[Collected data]
***
//! Front end configuration.

use derive_getters::Getters;
use derive_more::{Display, Error};
use rand::Rng;
use santa_tictactoe::Santa;
use serde::{Deserialize, Serialize};
use std::path::{Path, PathBuf};
use std::time::Duration;
use tracing::{debug, info, instrument};

/// Settings for the terminal game.
#[derive(Debug, Clone, PartialEq, Eq, Getters, Serialize, Deserialize)]
pub struct GameConfig {
    /// Shortest pause before Santa moves, in milliseconds.
    #[serde(default = "default_think_delay_min_ms")]
    think_delay_min_ms: u64,

    /// Random extra pause added on top of the minimum, in milliseconds.
    #[serde(default = "default_think_delay_jitter_ms")]
    think_delay_jitter_ms: u64,

    /// File receiving logs while the TUI owns the terminal.
    #[serde(default = "default_log_file")]
    log_file: PathBuf,

    /// Fixed seed for Santa's choices; random when absent.
    #[serde(default)]
    seed: Option<u64>,
}

fn default_think_delay_min_ms() -> u64 {
    450
}

fn default_think_delay_jitter_ms() -> u64 {
    250
}

fn default_log_file() -> PathBuf {
    PathBuf::from("santa_games.log")
}

impl Default for GameConfig {
    fn default() -> Self {
        Self {
            think_delay_min_ms: default_think_delay_min_ms(),
            think_delay_jitter_ms: default_think_delay_jitter_ms(),
            log_file: default_log_file(),
            seed: None,
        }
    }
}

impl GameConfig {
    /// Loads configuration from a TOML file.
    #[instrument(skip(path), fields(path = %path.as_ref().display()))]
    pub fn from_file(path: impl AsRef<Path>) -> Result<Self, ConfigError> {
        debug!("Loading config from file");
        let content = std::fs::read_to_string(path.as_ref())
            .map_err(|e| ConfigError::new(format!("Failed to read config file: {}", e)))?;

        let config: Self = toml::from_str(&content)
            .map_err(|e| ConfigError::new(format!("Failed to parse config: {}", e)))?;

        info!(seed = ?config.seed, "Config loaded successfully");
        Ok(config)
    }

    /// Loads `path` if it exists, defaults otherwise.
    #[instrument(skip(path), fields(path = %path.as_ref().display()))]
    pub fn load_or_default(path: impl AsRef<Path>) -> Result<Self, ConfigError> {
        if path.as_ref().exists() {
            Self::from_file(path)
        } else {
            info!("Config file not found, using defaults");
            Ok(Self::default())
        }
    }

    /// Overrides the seed.
    pub fn with_seed(mut self, seed: Option<u64>) -> Self {
        if seed.is_some() {
            self.seed = seed;
        }
        self
    }

    /// Draws Santa's pause: the minimum plus a uniform share of the jitter.
    pub fn think_delay<R: Rng + ?Sized>(&self, rng: &mut R) -> Duration {
        let jitter = if self.think_delay_jitter_ms == 0 {
            0
        } else {
            rng.random_range(0..self.think_delay_jitter_ms)
        };
        Duration::from_millis(self.think_delay_min_ms.saturating_add(jitter))
    }

    /// Builds Santa, seeded when a seed is configured.
    pub fn santa(&self) -> Santa {
        match self.seed {
            Some(seed) => Santa::seeded(seed),
            None => Santa::from_os_rng(),
        }
    }
}

/// Configuration error.
#[derive(Debug, Clone, Display, Error)]
#[display("Config error: {} at {}:{}", message, file, line)]
pub struct ConfigError {
    /// Error message.
    pub message: String,
    /// Line number where error occurred.
    pub line: u32,
    /// Source file where error occurred.
    pub file: &'static str,
}

impl ConfigError {
    /// Creates a new configuration error.
    #[track_caller]
    pub fn new(message: String) -> Self {
        let loc = std::panic::Location::caller();
        Self {
            message,
            line: loc.line(),
            file: loc.file(),
        }
    }
}
use async_trait::async_trait;
use serde::{Deserialize, Deserializer};
use serde_json::{Value, json};

use super::{
    KICK_TOOL, RAW_SCRIPT_TOOL, SUBTRACTIVE_TOOL, TONE_TOOL, ToolContext, ToolError, ToolHandler,
    ToolOutput, decode_arguments,
};
use crate::engine::mapping::{EnvelopeParams, KickParams};
use crate::engine::voices::{KickVoice, SubtractiveVoice, ToneVoice, Voice};

pub const SUBTRACTIVE_DESCRIPTION: &str = "\
Generate a tone using a subtractive sawtooth oscillator and lowpass filter. \
Suited to classic synthesizer basses, leads and plucks.

cutoff_hz sets filter brightness: 100-400 dark and muffled, 800-1500 warm, \
2000-5000 bright and piercing.
attack (0-255): 0-10 instant hit, 50-100 medium swell, 150-255 slow fade in.
decay (0-255): 10-50 fast drop, 80-150 natural decay.
sustain (0-255): 0 dies out entirely, 255 holds at full volume.
release (0-255): 10-30 stops immediately, 150-255 long ringing tail.
Knob values outside 0-255 are clamped.

Returns the absolute path of the rendered .wav file, or the Csound diagnostics.";

pub const KICK_DESCRIPTION: &str = "\
Generate an analog-style kick drum: a sine oscillator with a pitch envelope \
and tanh saturation.

fundamental_hz is the resting sub frequency (40-80 Hz typical).
punch (0-255): 0-50 soft thump, 100-150 punchy EDM/house, 200-255 hard laser-like click.
decay (0-255): 10-50 short and tight, 100-150 club kick, 200-255 long booming 808.
drive (0-255): 0-20 clean sub, 100-150 warm saturation, 200-255 heavily distorted.
Knob values outside 0-255 are clamped.

Returns the absolute path of the rendered .wav file, or the Csound diagnostics.";

pub const TONE_DESCRIPTION: &str = "\
Generate a plain monophonic sine tone at the given pitch (Hz) for the given \
duration (seconds).

Returns the absolute path of the rendered .wav file, or the Csound diagnostics.";

pub const RAW_SCRIPT_DESCRIPTION: &str = "\
Render a complete Csound .csd document (orchestra and score) to a WAV file.

Returns the absolute path of the rendered .wav file, or the Csound diagnostics.";

fn output_filename_schema() -> Value {
    json!({
        "type": "string",
        "description": "Optional output file name in the working directory, e.g. 'warm_pad.wav'. '.wav' is appended when missing."
    })
}

fn knob_schema(description: &str) -> Value {
    json!({ "type": "integer", "description": description })
}

pub fn subtractive_schema() -> Value {
    json!({
        "type": "object",
        "properties": {
            "pitch": { "type": "number", "description": "Fundamental frequency in Hz (e.g. 55.0 for bass, 440.0 for lead)" },
            "duration": { "type": "number", "description": "Note length in seconds" },
            "cutoff_hz": { "type": "number", "description": "Lowpass cutoff in Hz" },
            "attack": knob_schema("Time to reach full volume (0-255)"),
            "decay": knob_schema("Time to fall to the sustain level (0-255)"),
            "sustain": knob_schema("Level held after the decay (0-255)"),
            "release": knob_schema("Fade out time after the note ends (0-255)"),
            "output_filename": output_filename_schema()
        },
        "required": ["pitch", "duration", "cutoff_hz", "attack", "decay", "sustain", "release"]
    })
}

pub fn kick_schema() -> Value {
    json!({
        "type": "object",
        "properties": {
            "fundamental_hz": { "type": "number", "description": "Resting sub-bass frequency in Hz" },
            "punch": knob_schema("Speed and intensity of the transient click (0-255)"),
            "decay": knob_schema("Length of the amplitude decay (0-255)"),
            "drive": knob_schema("Amount of saturation (0-255)"),
            "output_filename": output_filename_schema()
        },
        "required": ["fundamental_hz", "punch", "decay", "drive"]
    })
}

pub fn tone_schema() -> Value {
    json!({
        "type": "object",
        "properties": {
            "pitch": { "type": "number", "description": "Frequency in Hz" },
            "duration": { "type": "number", "description": "Length in seconds" },
            "output_filename": output_filename_schema()
        },
        "required": ["pitch", "duration"]
    })
}

pub fn raw_script_schema() -> Value {
    json!({
        "type": "object",
        "properties": {
            "csd_content": { "type": "string", "description": "Complete Csound orchestra and score" },
            "output_filename": output_filename_schema()
        },
        "required": ["csd_content"]
    })
}

#[derive(Debug, Deserialize)]
struct SubtractiveArgs {
    pitch: f64,
    duration: f64,
    cutoff_hz: f64,
    #[serde(deserialize_with = "saturating_knob")]
    attack: i64,
    #[serde(deserialize_with = "saturating_knob")]
    decay: i64,
    #[serde(deserialize_with = "saturating_knob")]
    sustain: i64,
    #[serde(deserialize_with = "saturating_knob")]
    release: i64,
    #[serde(default)]
    output_filename: Option<String>,
}

#[derive(Debug, Deserialize)]
struct KickArgs {
    fundamental_hz: f64,
    #[serde(deserialize_with = "saturating_knob")]
    punch: i64,
    #[serde(deserialize_with = "saturating_knob")]
    decay: i64,
    #[serde(deserialize_with = "saturating_knob")]
    drive: i64,
    #[serde(default)]
    output_filename: Option<String>,
}

#[derive(Debug, Deserialize)]
struct ToneArgs {
    pitch: f64,
    duration: f64,
    #[serde(default)]
    output_filename: Option<String>,
}

#[derive(Debug, Deserialize)]
struct RawScriptArgs {
    csd_content: String,
    #[serde(default)]
    output_filename: Option<String>,
}

/// Accept any whole JSON number for a knob, saturating at the `i64` bounds so
/// `clamp_control` sees every integer. Fractional values are rejected.
fn saturating_knob<'de, D: Deserializer<'de>>(deserializer: D) -> Result<i64, D::Error> {
    let number = serde_json::Number::deserialize(deserializer)?;
    if let Some(value) = number.as_i64() {
        return Ok(value);
    }
    if let Some(value) = number.as_u64() {
        return Ok(i64::try_from(value).unwrap_or(i64::MAX));
    }
    match number.as_f64() {
        // `as` saturates out-of-range floats.
        Some(value) if value.is_finite() && value.fract() == 0.0 => Ok(value as i64),
        _ => Err(serde::de::Error::custom(format!(
            "invalid knob value {}, expected a whole number",
            number
        ))),
    }
}

/// Empty names behave like an omitted name.
fn non_empty(name: &Option<String>) -> Option<&str> {
    name.as_deref().filter(|n| !n.is_empty())
}

async fn render_script(
    ctx: &ToolContext,
    script: String,
    output_filename: &Option<String>,
) -> ToolOutput {
    let result = ctx.renderer.render(&script, non_empty(output_filename)).await;
    ToolOutput { result }
}

pub struct SubtractiveTool;

#[async_trait]
impl ToolHandler for SubtractiveTool {
    async fn call(&self, ctx: &ToolContext, arguments: Value) -> Result<ToolOutput, ToolError> {
        let args: SubtractiveArgs = decode_arguments(SUBTRACTIVE_TOOL, arguments)?;
        let envelope = EnvelopeParams::from_raw(args.attack, args.decay, args.sustain, args.release);
        let voice = SubtractiveVoice::new(args.pitch, args.duration, args.cutoff_hz, envelope)
            .with_release_tail(ctx.release_tail);
        Ok(render_script(ctx, voice.script(), &args.output_filename).await)
    }
}

pub struct KickTool;

#[async_trait]
impl ToolHandler for KickTool {
    async fn call(&self, ctx: &ToolContext, arguments: Value) -> Result<ToolOutput, ToolError> {
        let args: KickArgs = decode_arguments(KICK_TOOL, arguments)?;
        let params = KickParams::from_raw(args.punch, args.decay, args.drive);
        let voice = KickVoice::new(args.fundamental_hz, params);
        Ok(render_script(ctx, voice.script(), &args.output_filename).await)
    }
}

pub struct ToneTool;

#[async_trait]
impl ToolHandler for ToneTool {
    async fn call(&self, ctx: &ToolContext, arguments: Value) -> Result<ToolOutput, ToolError> {
        let args: ToneArgs = decode_arguments(TONE_TOOL, arguments)?;
        let voice = ToneVoice::new(args.pitch, args.duration);
        Ok(render_script(ctx, voice.script(), &args.output_filename).await)
    }
}

pub struct RawScriptTool;

#[async_trait]
impl ToolHandler for RawScriptTool {
    async fn call(&self, ctx: &ToolContext, arguments: Value) -> Result<ToolOutput, ToolError> {
        let args: RawScriptArgs = decode_arguments(RAW_SCRIPT_TOOL, arguments)?;
        Ok(render_script(ctx, args.csd_content, &args.output_filename).await)
    }
}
***
Work instruction: For the entries, state the number of lines that include the string "pause". Add no other words.

Answer section: 3